We krijgen dit jaar op het examen een constructievraag waaruit we met enkele gegevens een matrix moeten opstellen. Nu zit ik met een extra opgave compleet vast. De vraag is om een symmetrische 4x4 matrix te construeren met dubbele eigenwaarde 1 en dubbele eigenwaarde 2 waarbij de eigenruimte bij eigenwaarde 1 wordt opgespannen door 1,1,1,1 en 1,1,0,0.
Ik heb eerst een volgende matrix geconstrueerd

a b c d
b e f g
c f h i = A
d g i j

Hierdoor heb ik de zestien onbekenden gereduceerd tot tien onbekenden. Daarna heb ik de eigenvectoren uitgewerkt wat me 8 vergelijkingen geeft. Ik dacht eraan om daarna de karakteristieke veelterm op te stellen en te eisen dat de eigenwaarden 1,1,2,2 zijn maar dit is toch een gigantische job voor zo een matrix? Is er een andere manier of zit ik toch op de goede weg?

Groeten

Van Ca
Student universiteit België - woensdag 1 februari 2006

Antwoord

Dag Dimitri,

Lijkt mij inderdaad een opgave waar je uren op kan rekenen als je het niet helemaal juist aanpakt... Ik heb het op de volgende manier gedaan (waarschijnlijk zijn er nog andere mogelijkheden hoor)

Over symmetrische matrices weet je dat AQ=QD met Q de matrix met eigenvectoren op de kolommen, D de diagonaalmatrix met de eigenwaarden. Schrijf dit eens uit (of toch voor de twee kolommen die je krijgt met de eigenwaarde 1, dus waarvoor je de eigenvectoren hebt). Dat geeft je al veel info: ik kwam op
f=d=-c, g=c, h=j, i=1-h, e=a=1-b
Je kan dus de hele matrix schrijven met enkel c,h,b.

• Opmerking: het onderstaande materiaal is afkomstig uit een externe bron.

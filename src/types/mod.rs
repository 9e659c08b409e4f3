//! Types Module
//!
//! Wire types dispatched by the program entrypoint: the instruction enum
//! and the structured event payloads it causes the processors to emit.

pub mod events;
pub mod instructions;

pub use events::*;
pub use instructions::*;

Daarna heb ik gebruikt dat een symmetrische matrix diagonaliseerbaar is, en dat dus ook bij de eigenwaarde 2, 2 eigenvectoren horen die loodrecht staan op die bij de eigenwaarde 1. Als je die orthogonaliteit uitwerkt zie je dat die eigenvectoren allebei noodzakelijk de vorm (x,-x,y,-y) hebben. Echter, y=0 kan daarbij niet in allebei de vectoren, anders zouden ze een veelvoud van elkaar zijn. Dus de twee vectoren kan je schrijven als (t,-t,1,-1) en (u,-u,v,-v). Bovendien kan je ook in de andere vector aannemen dat v niet nul is: als je twee eigenvectoren hebt bij één eigenwaarde, dan kan je één van de twee vervangen door een lineaire combinatie van beide. Dus je kan er van uit gaan dat je twee eigenvectoren zijn: (t,-t,1,-1) en (u,-u,1,-1).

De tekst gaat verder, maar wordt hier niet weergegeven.